A Europa Ocidental está enfrentando uma onda de calor histórica, com França, Reino Unido e Espanha registrando marcas sem precedentes. A França vivenciou seu dia mais quente da história, o Reino Unido quebrou recordes de junho, e a Espanha alcançou sua maior média diária desde 1950. Dezenas de milhões de pessoas lutam contra temperaturas escaldantes, que atingiram quase 41°C em Paris, levando a alertas vermelhos em vastas áreas do continente.
Na França, o indicador nacional de temperatura – uma média das temperaturas diurnas e noturnas em dezenas de locais – atingiu 30°C na quarta-feira, marcando o dia mais quente desde o início dos registros em 1947. Mais da metade do país permanece sob alerta vermelho de calor, e dezenas de milhares de residências no oeste estão sem energia. As mudanças climáticas são um fator crucial, impulsionando o aumento das temperaturas globalmente, mas com um impacto particularmente acentuado na Europa, que é o continente que mais aquece, a uma velocidade duas vezes maior que a média global, conforme o serviço climático Copernicus. Isso resulta em ondas de calor de verão mais frequentes, maior pressão sobre o abastecimento de água e incêndios florestais mais intensos.
As temperaturas máximas provisórias registradas pela Météo-France em toda a França variaram entre 39°C e 43°C em grande parte do oeste do país, com 43°C registrados na região de Poitou-Charentes-Val de Loire. O calor intenso levou ao fechamento antecipado de marcos de Paris, como o Louvre e a Torre Eiffel, com um porta-voz do Louvre afirmando que o edifício “não está suficientemente adaptado às mudanças climáticas”. Infelizmente, pelo menos 40 pessoas morreram afogadas em incidentes relacionados à onda de calor na França desde quinta-feira. Autoridades também alertaram para o aumento do risco de incêndios florestais, com mais de 150 bombeiros mobilizados para combater um grande incêndio na floresta de Breignon.
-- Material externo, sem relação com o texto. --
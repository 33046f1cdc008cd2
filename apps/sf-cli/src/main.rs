use clap::{Parser, Subcommand};
use sf_io::{IoRegistry, SharedBus, SimulatedBus, load_io_document};
use sf_params::ParameterStore;
use sf_runtime::{
    FixedProbe, LoopName, LoopSet, RuntimeResult, Supervisor, SupervisorConfig, SystemProbe,
    ThermalZoneProbe,
};
use std::path::{Path, PathBuf};
use std::sync::Arc;
use std::time::Duration;

#[derive(Parser)]
#[command(name = "sf-cli")]
#[command(about = "Stillflow CLI - batch process control supervisor", long_about = None)]
struct Cli {
    #[command(subcommand)]
    command: Commands,
}

#[derive(Subcommand)]
enum Commands {
    /// Run the process control supervisor
    Run {
        /// Directory holding parameters.toml and io_list.toml
        config_dir: PathBuf,
        /// Directory for the event ledger and measurement CSVs
        #[arg(long, default_value = "data")]
        data_dir: PathBuf,
        /// Use the in-memory simulated device bus instead of hardware
        #[arg(long)]
        simulate: bool,
        /// Disable a control loop (repeatable)
        #[arg(long, value_name = "LOOP")]
        disable: Vec<LoopName>,
        /// Stop automatically after this many seconds
        #[arg(long)]
        duration: Option<f64>,
    },
    /// Validate the parameter and device metadata documents
    Validate {
        /// Directory holding parameters.toml and io_list.toml
        config_dir: PathBuf,
    },
}

#[tokio::main]
async fn main() -> RuntimeResult<()> {
    // Initialize tracing
    tracing_subscriber::fmt::init();

    let cli = Cli::parse();

    match cli.command {
        Commands::Run {
            config_dir,
            data_dir,
            simulate,
            disable,
            duration,
        } => cmd_run(&config_dir, data_dir, simulate, disable, duration).await,
        Commands::Validate { config_dir } => cmd_validate(&config_dir),
    }
}

async fn cmd_run(
    config_dir: &Path,
    data_dir: PathBuf,
    simulate: bool,
    disable: Vec<LoopName>,
    duration: Option<f64>,
) -> RuntimeResult<()> {
    let bus: SharedBus = if simulate {
        println!("Running against the simulated device bus");
        Arc::new(SimulatedBus::new())
    } else {
        // The hardware transport is a separate adapter crate wired in per
        // installation; this binary only ships the simulated bus.
        eprintln!("No hardware transport adapter is built into sf-cli; use --simulate");
        std::process::exit(2);
    };

    // Board temperature from the kernel thermal zone where available.
    let thermal = ThermalZoneProbe::default();
    let probe: Arc<dyn SystemProbe> = if thermal.cpu_temperature().is_some() {
        Arc::new(thermal)
    } else {
        Arc::new(FixedProbe(40.0))
    };

    let mut loops = LoopSet::all();
    for name in &disable {
        println!("Loop disabled: {name}");
        loops.disable(*name);
    }

    let config = SupervisorConfig {
        parameter_file: config_dir.join("parameters.toml"),
        io_file: config_dir.join("io_list.toml"),
        data_dir,
        loops,
    };

    let supervisor = Supervisor::new(config, bus, probe)?;
    let handle = supervisor.spawn();
    println!("Process control running. Press Ctrl+C to stop.");

    match duration {
        Some(secs) => {
            tokio::select! {
                _ = tokio::time::sleep(Duration::from_secs_f64(secs)) => {
                    println!("Configured duration elapsed.");
                }
                _ = tokio::signal::ctrl_c() => {
                    println!("\nShutdown signal received. Cleaning up...");
                }
            }
        }
        None => {
            let _ = tokio::signal::ctrl_c().await;
            println!("\nShutdown signal received. Cleaning up...");
        }
    }

    handle.shutdown();
    let snapshot = handle.snapshot();
    handle.join().await?;

    println!("\nLast known plant state:");
    for (name, value) in &snapshot.sensors {
        println!("  {name}: {value}");
    }
    for (name, state) in &snapshot.actuators {
        println!("  {name}: {}", if *state { "ON" } else { "OFF" });
    }
    Ok(())
}

fn cmd_validate(config_dir: &Path) -> RuntimeResult<()> {
    let parameter_file = config_dir.join("parameters.toml");
    let io_file = config_dir.join("io_list.toml");
    println!("Validating configuration in: {}", config_dir.display());

    let snapshot = ParameterStore::new(&parameter_file).load()?;
    let document = load_io_document(&io_file)?;
    let profile = document.profile();
    let registry = IoRegistry::from_document(document.clone());

    let mut warnings = 0usize;

    // Startup scalars.
    snapshot.initial_wait()?;
    println!("  machine_id: {}", snapshot.machine_id());
    println!("  sampling interval: {} s", snapshot.sampling_interval());

    // Every device role the loops address must exist.
    for sensor in [
        &profile.stabilizer_level,
        &profile.stabilizer_ph,
        &profile.collector_level,
        &profile.evaporator_level,
        &profile.evaporator_ph,
        &profile.concentrate_full,
    ] {
        registry.sensor(sensor)?;
    }
    for actuator in [
        &profile.stirrer,
        &profile.feed_pump,
        &profile.drain_pump,
        &profile.flush_pump,
        &profile.disc_motor,
        &profile.fans,
        &profile.sludge_pump,
        &profile.dehumidifier,
    ] {
        registry.actuator(actuator)?;
    }

    // Duty triples for the cyclic loops, with the off-phase margin check.
    for actuator in [
        &profile.stirrer,
        &profile.feed_pump,
        &profile.disc_motor,
        &profile.sludge_pump,
    ] {
        let duty = snapshot.duty(actuator)?;
        if !duty.timing_margin_ok() {
            println!(
                "  WARNING: tau_{actuator}_interval - tau_{actuator}_runtime should exceed 1 s \
                 ({} - {})",
                duty.interval, duty.runtime
            );
            warnings += 1;
        }
    }
    // Triggered loops only need runtime and pre-delay.
    for actuator in [&profile.drain_pump, &profile.flush_pump] {
        snapshot.tau_runtime(actuator)?;
        snapshot.tau_delay(actuator)?;
    }

    // Thresholds the loops compare against.
    snapshot.threshold_min(&profile.stabilizer_level)?;
    snapshot.threshold_max(&profile.stabilizer_level)?;
    snapshot.threshold_min(&profile.stabilizer_ph)?;
    snapshot.threshold_min(&profile.collector_level)?;
    snapshot.threshold_min(&profile.evaporator_level)?;
    snapshot.threshold_margin(&profile.evaporator_level)?;
    snapshot.threshold_min(&profile.evaporator_ph)?;

    // Motors with a wired current monitor need their relaunch flag, and
    // the monitor itself has to exist.
    for actuator in registry.actuators() {
        let meta = actuator.meta();
        if let Some(sensor) = meta.overcurrent_sensor.as_deref() {
            registry.sensor(sensor)?;
            snapshot.relaunch(&meta.name)?;
        }
    }

    // Print-flag completeness and calibration state are notices, not errors.
    for sensor in registry.sensors() {
        if snapshot.print_flag(sensor.name()).is_none() {
            println!("  NOTE: no print_{} flag in the parameter file", sensor.name());
            warnings += 1;
        }
        let meta = sensor.meta();
        if meta.channel == sf_io::Channel::Analog && !meta.calibrated {
            println!("  NOTE: analog sensor {} is not calibrated", meta.name);
            warnings += 1;
        }
    }

    if warnings == 0 {
        println!("✓ Configuration is valid");
    } else {
        println!("✓ Configuration is valid ({warnings} warnings)");
    }
    Ok(())
}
O ministro do Trabalho, Jean-Pierre Farandou, declarou que a França está “descobrindo que se tornou um país quente” e alertou que a sociedade pode precisar se adaptar. Um alívio gradual das temperaturas é esperado a partir de sexta-feira.
A onda de calor se espalhou para outras partes da Europa Ocidental, com um raro alerta vermelho de calor sendo estendido para algumas áreas do Reino Unido. O Reino Unido registrou seu dia de junho mais quente da história em Gosport, Hampshire, na quarta-feira à tarde, com temperaturas atingindo 36,1°C, e previsões indicam que podem chegar a 38°C na quinta-feira. A Espanha também sofreu com o calor nos últimos dias, com sua agência meteorológica relatando que a temperatura média diária na segunda-feira foi de 28,08°C e 28,17°C na terça-feira – as mais altas já registradas para junho. Alertas vermelhos de calor permanecem em vigor para partes do norte da Espanha, com uma máxima de 42°C possível em áreas do País Basco. Na Itália, há 16 alertas vermelhos em vigor, principalmente nas regiões norte e central do país.
Espera-se que as temperaturas atinjam o pico na Alemanha, Holanda e Bélgica mais perto do fim de semana. A onda de calor também se estenderá para o leste europeu nos próximos dias, com avisos de calor severo emitidos para países como Polônia, Croácia e Hungria. A Alemanha também relatou vários afogamentos, e há temores de seca em algumas regiões, levando autoridades a pedir o uso consciente da água. Proibições de churrasco foram introduzidas em cidades como Stuttgart e Freiburg. O serviço meteorológico holandês emitiu um alerta de Código Laranja, indicando “alta chance de tempo perigoso”, com máximas de 37°C a 39°C esperadas. A maior parte da Bélgica está sob alerta laranja, com máximas de 37°C. Empresas relatam que as pessoas estão preferindo ficar em casa ou relaxar em vez de fazer compras. As condições de onda de calor para a Irlanda do Norte foram atingidas na quarta-feira, após 25°C serem registrados por três dias consecutivos.
Em um contexto mais amplo, estudantes expressam preocupações sobre o clima, custos e inteligência artificial, embora ainda imaginem carros voadores e vida subaquática. Um relatório indica que um milhão de residências, 1.300 escolas e 60 hospitais podem estar em alto risco de superaquecimento, sublinhando a urgência de adaptação e mitigação diante dos crescentes desafios climáticos.